*Assignment*. The response should hold each line from the entries below where "created" is found.

—————

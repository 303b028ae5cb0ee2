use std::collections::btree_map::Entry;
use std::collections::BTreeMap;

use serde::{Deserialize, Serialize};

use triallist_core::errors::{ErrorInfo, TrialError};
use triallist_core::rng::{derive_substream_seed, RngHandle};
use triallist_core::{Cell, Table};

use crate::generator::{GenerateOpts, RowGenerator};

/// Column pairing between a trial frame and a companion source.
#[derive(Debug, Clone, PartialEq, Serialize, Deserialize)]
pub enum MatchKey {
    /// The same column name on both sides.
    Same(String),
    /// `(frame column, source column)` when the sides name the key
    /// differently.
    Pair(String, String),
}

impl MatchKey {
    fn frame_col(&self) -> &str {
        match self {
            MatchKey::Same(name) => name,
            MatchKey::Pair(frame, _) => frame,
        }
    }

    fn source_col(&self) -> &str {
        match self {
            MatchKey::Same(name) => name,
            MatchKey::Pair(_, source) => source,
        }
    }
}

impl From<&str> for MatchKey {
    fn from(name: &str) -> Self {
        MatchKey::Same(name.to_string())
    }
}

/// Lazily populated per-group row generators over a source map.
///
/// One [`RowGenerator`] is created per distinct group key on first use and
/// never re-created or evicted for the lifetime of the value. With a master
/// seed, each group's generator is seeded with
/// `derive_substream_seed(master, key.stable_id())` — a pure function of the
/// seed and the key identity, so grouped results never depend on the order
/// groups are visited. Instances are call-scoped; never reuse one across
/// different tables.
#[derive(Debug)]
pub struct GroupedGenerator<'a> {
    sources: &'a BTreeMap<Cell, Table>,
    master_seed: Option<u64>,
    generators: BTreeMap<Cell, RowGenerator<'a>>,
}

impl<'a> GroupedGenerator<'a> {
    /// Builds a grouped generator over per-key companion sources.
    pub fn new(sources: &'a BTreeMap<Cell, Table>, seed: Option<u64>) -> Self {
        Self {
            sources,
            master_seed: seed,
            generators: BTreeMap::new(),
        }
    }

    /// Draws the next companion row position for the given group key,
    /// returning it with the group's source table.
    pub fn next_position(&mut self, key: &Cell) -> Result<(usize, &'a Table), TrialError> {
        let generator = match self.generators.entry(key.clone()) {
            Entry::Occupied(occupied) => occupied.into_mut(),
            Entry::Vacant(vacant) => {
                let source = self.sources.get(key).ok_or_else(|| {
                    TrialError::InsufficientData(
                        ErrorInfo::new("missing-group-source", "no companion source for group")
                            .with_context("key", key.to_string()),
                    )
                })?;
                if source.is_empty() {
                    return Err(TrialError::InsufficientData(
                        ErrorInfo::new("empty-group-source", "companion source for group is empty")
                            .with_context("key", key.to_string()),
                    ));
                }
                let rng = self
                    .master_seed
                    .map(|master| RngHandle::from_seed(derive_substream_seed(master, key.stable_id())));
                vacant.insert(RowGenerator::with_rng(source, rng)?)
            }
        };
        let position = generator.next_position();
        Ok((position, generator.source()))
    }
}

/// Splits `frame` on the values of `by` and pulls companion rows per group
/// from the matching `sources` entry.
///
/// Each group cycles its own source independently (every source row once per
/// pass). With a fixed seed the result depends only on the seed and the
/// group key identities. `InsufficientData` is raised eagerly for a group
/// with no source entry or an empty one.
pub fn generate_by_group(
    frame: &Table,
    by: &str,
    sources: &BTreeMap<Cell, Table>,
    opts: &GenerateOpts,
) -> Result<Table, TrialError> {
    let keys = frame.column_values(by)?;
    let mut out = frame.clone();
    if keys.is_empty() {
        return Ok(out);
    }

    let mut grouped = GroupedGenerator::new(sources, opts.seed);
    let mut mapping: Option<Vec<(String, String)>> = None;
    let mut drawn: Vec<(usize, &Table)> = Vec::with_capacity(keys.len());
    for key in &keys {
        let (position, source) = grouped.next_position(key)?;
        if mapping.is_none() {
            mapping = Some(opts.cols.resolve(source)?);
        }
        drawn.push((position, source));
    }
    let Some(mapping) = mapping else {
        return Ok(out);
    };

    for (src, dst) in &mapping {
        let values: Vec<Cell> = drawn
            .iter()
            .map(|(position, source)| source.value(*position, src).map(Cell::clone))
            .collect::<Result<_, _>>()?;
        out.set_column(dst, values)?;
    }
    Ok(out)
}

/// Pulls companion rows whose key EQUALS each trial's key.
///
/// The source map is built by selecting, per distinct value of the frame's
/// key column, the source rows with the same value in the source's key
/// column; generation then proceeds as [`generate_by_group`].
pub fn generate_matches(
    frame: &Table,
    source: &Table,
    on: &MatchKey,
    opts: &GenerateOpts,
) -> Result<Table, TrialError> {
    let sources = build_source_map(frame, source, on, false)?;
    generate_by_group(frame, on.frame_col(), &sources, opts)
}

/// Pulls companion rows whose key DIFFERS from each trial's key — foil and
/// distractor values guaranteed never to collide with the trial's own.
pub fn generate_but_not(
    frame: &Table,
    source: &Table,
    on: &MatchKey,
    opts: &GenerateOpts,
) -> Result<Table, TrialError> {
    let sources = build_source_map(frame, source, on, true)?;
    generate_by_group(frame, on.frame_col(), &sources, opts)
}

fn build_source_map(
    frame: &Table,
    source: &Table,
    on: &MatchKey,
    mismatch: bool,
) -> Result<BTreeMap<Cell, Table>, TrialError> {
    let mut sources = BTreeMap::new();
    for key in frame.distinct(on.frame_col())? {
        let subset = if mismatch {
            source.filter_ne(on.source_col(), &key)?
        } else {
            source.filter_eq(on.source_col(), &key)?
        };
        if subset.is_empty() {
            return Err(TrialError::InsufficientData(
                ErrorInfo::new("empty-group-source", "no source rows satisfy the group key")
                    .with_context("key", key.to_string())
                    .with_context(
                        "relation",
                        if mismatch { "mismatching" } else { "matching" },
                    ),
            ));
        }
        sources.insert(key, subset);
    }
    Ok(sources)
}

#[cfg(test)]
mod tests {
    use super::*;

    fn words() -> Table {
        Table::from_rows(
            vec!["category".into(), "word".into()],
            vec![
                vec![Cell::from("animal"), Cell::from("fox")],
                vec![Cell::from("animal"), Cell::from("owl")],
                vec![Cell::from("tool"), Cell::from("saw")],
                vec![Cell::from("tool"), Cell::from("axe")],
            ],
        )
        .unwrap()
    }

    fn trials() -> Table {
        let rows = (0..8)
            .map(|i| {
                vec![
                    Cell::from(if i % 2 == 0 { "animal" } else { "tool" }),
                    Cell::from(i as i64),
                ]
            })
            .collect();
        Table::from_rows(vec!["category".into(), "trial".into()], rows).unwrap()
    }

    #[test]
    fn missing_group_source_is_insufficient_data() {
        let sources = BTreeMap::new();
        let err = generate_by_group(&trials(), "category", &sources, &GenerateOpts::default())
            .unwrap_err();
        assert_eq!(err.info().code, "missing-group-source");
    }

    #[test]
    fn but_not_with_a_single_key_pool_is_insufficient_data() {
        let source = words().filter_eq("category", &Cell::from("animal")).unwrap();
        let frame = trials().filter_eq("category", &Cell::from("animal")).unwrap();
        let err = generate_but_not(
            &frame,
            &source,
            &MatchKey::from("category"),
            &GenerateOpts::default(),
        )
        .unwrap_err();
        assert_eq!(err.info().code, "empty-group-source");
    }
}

—————

*Problem solution*.
/// One [`RowGenerator`] is created per distinct group key on first use and
/// never re-created or evicted for the lifetime of the value. With a master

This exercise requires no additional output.